外資に関する規制

最終更新日:2026年01月15日

規制業種・禁止業種

鉄道、郵便、航空・海運会社、ラジオ・テレビ局および通信などの一部の国家独占事業を除いて、外資への規制はない。銀行、保険、投資会社、医師、歯科医、薬剤師、弁護士、特定品目の輸出入・販売(酒類、医薬品など)については、外資であるか否かにかかわらず、許可が必要。

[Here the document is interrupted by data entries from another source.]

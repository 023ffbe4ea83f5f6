//! In-process plan change bus backed by a `tokio::sync::broadcast` channel.
//!
//! [`PlanItemBus`] is meant to be shared via `Arc<PlanItemBus>`. Screens
//! subscribe with their own [`ScreenId`] and never see their own changes.

use std::fmt;

use moim_core::types::Timestamp;
use moim_model::PlanItem;
use serde::{Deserialize, Serialize};
use tokio::sync::broadcast;
use tokio::sync::broadcast::error::RecvError;
use uuid::Uuid;

// ---------------------------------------------------------------------------
// ScreenId
// ---------------------------------------------------------------------------

/// Identity of one live screen instance.
#[derive(Debug, Clone, Copy, PartialEq, Eq, Hash, Serialize, Deserialize)]
pub struct ScreenId(Uuid);

impl ScreenId {
    /// Origin of changes the bus synthesizes itself.
    pub const BUS: ScreenId = ScreenId(Uuid::nil());

    pub fn new() -> Self {
        Self(Uuid::now_v7())
    }
}

impl Default for ScreenId {
    fn default() -> Self {
        Self::new()
    }
}

impl fmt::Display for ScreenId {
    fn fmt(&self, f: &mut fmt::Formatter<'_>) -> fmt::Result {
        self.0.fmt(f)
    }
}

// ---------------------------------------------------------------------------
// PlanChange
// ---------------------------------------------------------------------------

/// What happened to a post.
#[derive(Debug, Clone, PartialEq, Serialize, Deserialize)]
pub enum PlanChangeKind {
    /// Content of the post changed (name, time, place).
    Edited(PlanItem),
    /// The current user applied to or cancelled the post.
    ParticipationChanged(PlanItem),
    Deleted { post_id: String, meeting_id: String },
    Created { meeting_id: String },
    /// Changes were lost; anything derived from plans may be stale.
    Invalidated,
}

/// A change to a post, published by the screen that made it.
#[derive(Debug, Clone, PartialEq, Serialize, Deserialize)]
pub struct PlanChange {
    pub origin: ScreenId,
    pub at: Timestamp,
    pub kind: PlanChangeKind,
}

impl PlanChange {
    pub fn new(origin: ScreenId, kind: PlanChangeKind) -> Self {
        Self {
            origin,
            at: chrono::Utc::now(),
            kind,
        }
    }

    fn invalidated() -> Self {
        Self::new(ScreenId::BUS, PlanChangeKind::Invalidated)
    }
}

// ---------------------------------------------------------------------------
// PlanItemBus
// ---------------------------------------------------------------------------

/// Default buffer capacity for the broadcast channel.
const DEFAULT_CAPACITY: usize = 256;

/// Fan-out bus for [`PlanChange`]s.
///
/// Delivery is at most once per subscriber and in publish order per sender.
/// A subscriber only sees changes published after it subscribed.
pub struct PlanItemBus {
    sender: broadcast::Sender<PlanChange>,
}

impl PlanItemBus {
    /// Create a bus with a specific channel capacity.
    ///
    /// When the buffer is full the oldest unread changes are dropped and the
    /// slow subscriber gets a single [`PlanChangeKind::Invalidated`] instead.
    pub fn new(capacity: usize) -> Self {
        let (sender, _) = broadcast::channel(capacity);
        Self { sender }
    }

    /// Publish a change to all current subscribers.
    pub fn publish(&self, change: PlanChange) {
        tracing::debug!(
            origin = %change.origin,
            kind = change_name(&change.kind),
            "Publishing plan change"
        );
        // Ignore the SendError; it only means there are zero receivers.
        let _ = self.sender.send(change);
    }

    /// Subscribe on behalf of `owner`, whose own changes are filtered out.
    pub fn subscribe(&self, owner: ScreenId) -> PlanSubscription {
        PlanSubscription {
            owner,
            receiver: self.sender.subscribe(),
        }
    }
}

impl Default for PlanItemBus {
    fn default() -> Self {
        Self::new(DEFAULT_CAPACITY)
    }
}

/// One screen's view of the bus.
pub struct PlanSubscription {
    owner: ScreenId,
    receiver: broadcast::Receiver<PlanChange>,
}

impl PlanSubscription {
    /// Wait for the next change made by another screen.
    ///
    /// Returns `None` once the bus has been dropped.
    pub async fn recv(&mut self) -> Option<PlanChange> {
        loop {
            match self.receiver.recv().await {
                Ok(change) if change.origin == self.owner => continue,
                Ok(change) => return Some(change),
                Err(RecvError::Lagged(skipped)) => {
                    tracing::warn!(
                        screen = %self.owner,
                        skipped,
                        "Plan subscriber lagged, invalidating"
                    );
                    return Some(PlanChange::invalidated());
                }
                Err(RecvError::Closed) => return None,
            }
        }
    }
}

fn change_name(kind: &PlanChangeKind) -> &'static str {
    match kind {
        PlanChangeKind::Edited(_) => "edited",
        PlanChangeKind::ParticipationChanged(_) => "participation_changed",
        PlanChangeKind::Deleted { .. } => "deleted",
        PlanChangeKind::Created { .. } => "created",
        PlanChangeKind::Invalidated => "invalidated",
    }
}

// ---------------------------------------------------------------------------
// Tests
// ---------------------------------------------------------------------------

#[cfg(test)]
mod tests {
    use assert_matches::assert_matches;

    use super::*;

    fn deleted(post_id: &str) -> PlanChangeKind {
        PlanChangeKind::Deleted {
            post_id: post_id.into(),
            meeting_id: "m1".into(),
        }
    }

    #[tokio::test]
    async fn other_screens_receive_the_change() {
        let bus = PlanItemBus::default();
        let (a, b, c) = (ScreenId::new(), ScreenId::new(), ScreenId::new());
        let mut rx_b = bus.subscribe(b);
        let mut rx_c = bus.subscribe(c);

        bus.publish(PlanChange::new(a, deleted("p1")));

        assert_eq!(rx_b.recv().await.unwrap().kind, deleted("p1"));
        assert_eq!(rx_c.recv().await.unwrap().origin, a);
    }

    #[tokio::test]
    async fn own_changes_are_skipped() {
        let bus = PlanItemBus::default();
        let (a, b) = (ScreenId::new(), ScreenId::new());
        let mut rx_a = bus.subscribe(a);

        bus.publish(PlanChange::new(a, deleted("own")));
        bus.publish(PlanChange::new(b, deleted("other")));

        assert_eq!(rx_a.recv().await.unwrap().kind, deleted("other"));
    }

    #[tokio::test]
    async fn changes_before_subscribing_are_not_replayed() {
        let bus = PlanItemBus::default();
        let (a, b) = (ScreenId::new(), ScreenId::new());

        bus.publish(PlanChange::new(a, deleted("early")));
        let mut rx_b = bus.subscribe(b);
        bus.publish(PlanChange::new(a, deleted("late")));

        assert_eq!(rx_b.recv().await.unwrap().kind, deleted("late"));
    }

    #[tokio::test]
    async fn order_per_sender_is_preserved() {
        let bus = PlanItemBus::default();
        let (a, b) = (ScreenId::new(), ScreenId::new());
        let mut rx_b = bus.subscribe(b);

        for id in ["p1", "p2", "p3"] {
            bus.publish(PlanChange::new(a, deleted(id)));
        }

        for id in ["p1", "p2", "p3"] {
            assert_eq!(rx_b.recv().await.unwrap().kind, deleted(id));
        }
    }

    #[tokio::test]
    async fn lagging_subscriber_gets_one_invalidation() {
        let bus = PlanItemBus::new(2);
        let (a, b) = (ScreenId::new(), ScreenId::new());
        let mut rx_b = bus.subscribe(b);

        for id in ["p1", "p2", "p3", "p4"] {
            bus.publish(PlanChange::new(a, deleted(id)));
        }

        let first = rx_b.recv().await.unwrap();
        assert_matches!(first.kind, PlanChangeKind::Invalidated);
        assert_eq!(first.origin, ScreenId::BUS);
        assert_eq!(rx_b.recv().await.unwrap().kind, deleted("p3"));
        assert_eq!(rx_b.recv().await.unwrap().kind, deleted("p4"));
    }

    #[tokio::test]
    async fn dropping_the_bus_ends_subscriptions() {
        let bus = PlanItemBus::default();
        let mut rx = bus.subscribe(ScreenId::new());
        drop(bus);
        assert!(rx.recv().await.is_none());
    }

    #[test]
    fn publish_with_no_subscribers_does_not_panic() {
        let bus = PlanItemBus::default();
        bus.publish(PlanChange::new(ScreenId::new(), PlanChangeKind::Invalidated));
    }
}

スイス連邦議会は、対内直接投資について審査を強化する法案を審議中。連邦法として国家安全保障や公共秩序に関連する重要な分野(防衛、発電・送電、医療・保健、通信インフラなど)の直接投資について審査を強化することを目的としたこの法案は2022年5月に提出され、2023年12月には修正案が発表された。2024年9月には修正案の範囲をさらに拡大することが決定され、スイス連邦議会は2025年12月19日に最終案を可決した。
これにより、安全保障上の観点から重要分野における外国政府系投資家によるスイス国内企業の買収を対象とした外国直接投資(FDI)規制が導入される見通し。これには、外国政府機関のみならず、外国政府機関により直接的、また間接的に支配されている企業および法人も含まれる。民間の外国投資家による投資は対象外となる。この外国直接投資審査法は、有権者5万人以上の署名により実施される任意の国民投票(レファレンダム)の対象にならない場合でも、早くて2027年以降の施行になる見通し。

出資比率

外資についての規制はない。

外国企業の土地所有の可否

外国籍者が、事業実施を目的とする、あるいは自らの居住を目的とする不動産取得についての許可は不要である。ただし、別荘の取得には、州政府当局の許可が必要である。また、外国の不動産会社が、住居として賃貸することを目的として不動産を取得することは禁止されている。

資本金に関する規制

株式会社設立の場合、最低資本金額は10万スイス・フランであり、うち5万スイス・フラン、かつ1株につき20%以上については、払込資本でなければならない。

その他規制

原則として、国産化率に関する規制はないが、産業界によってはスイス・メイドの規制がある。輸出義務はない。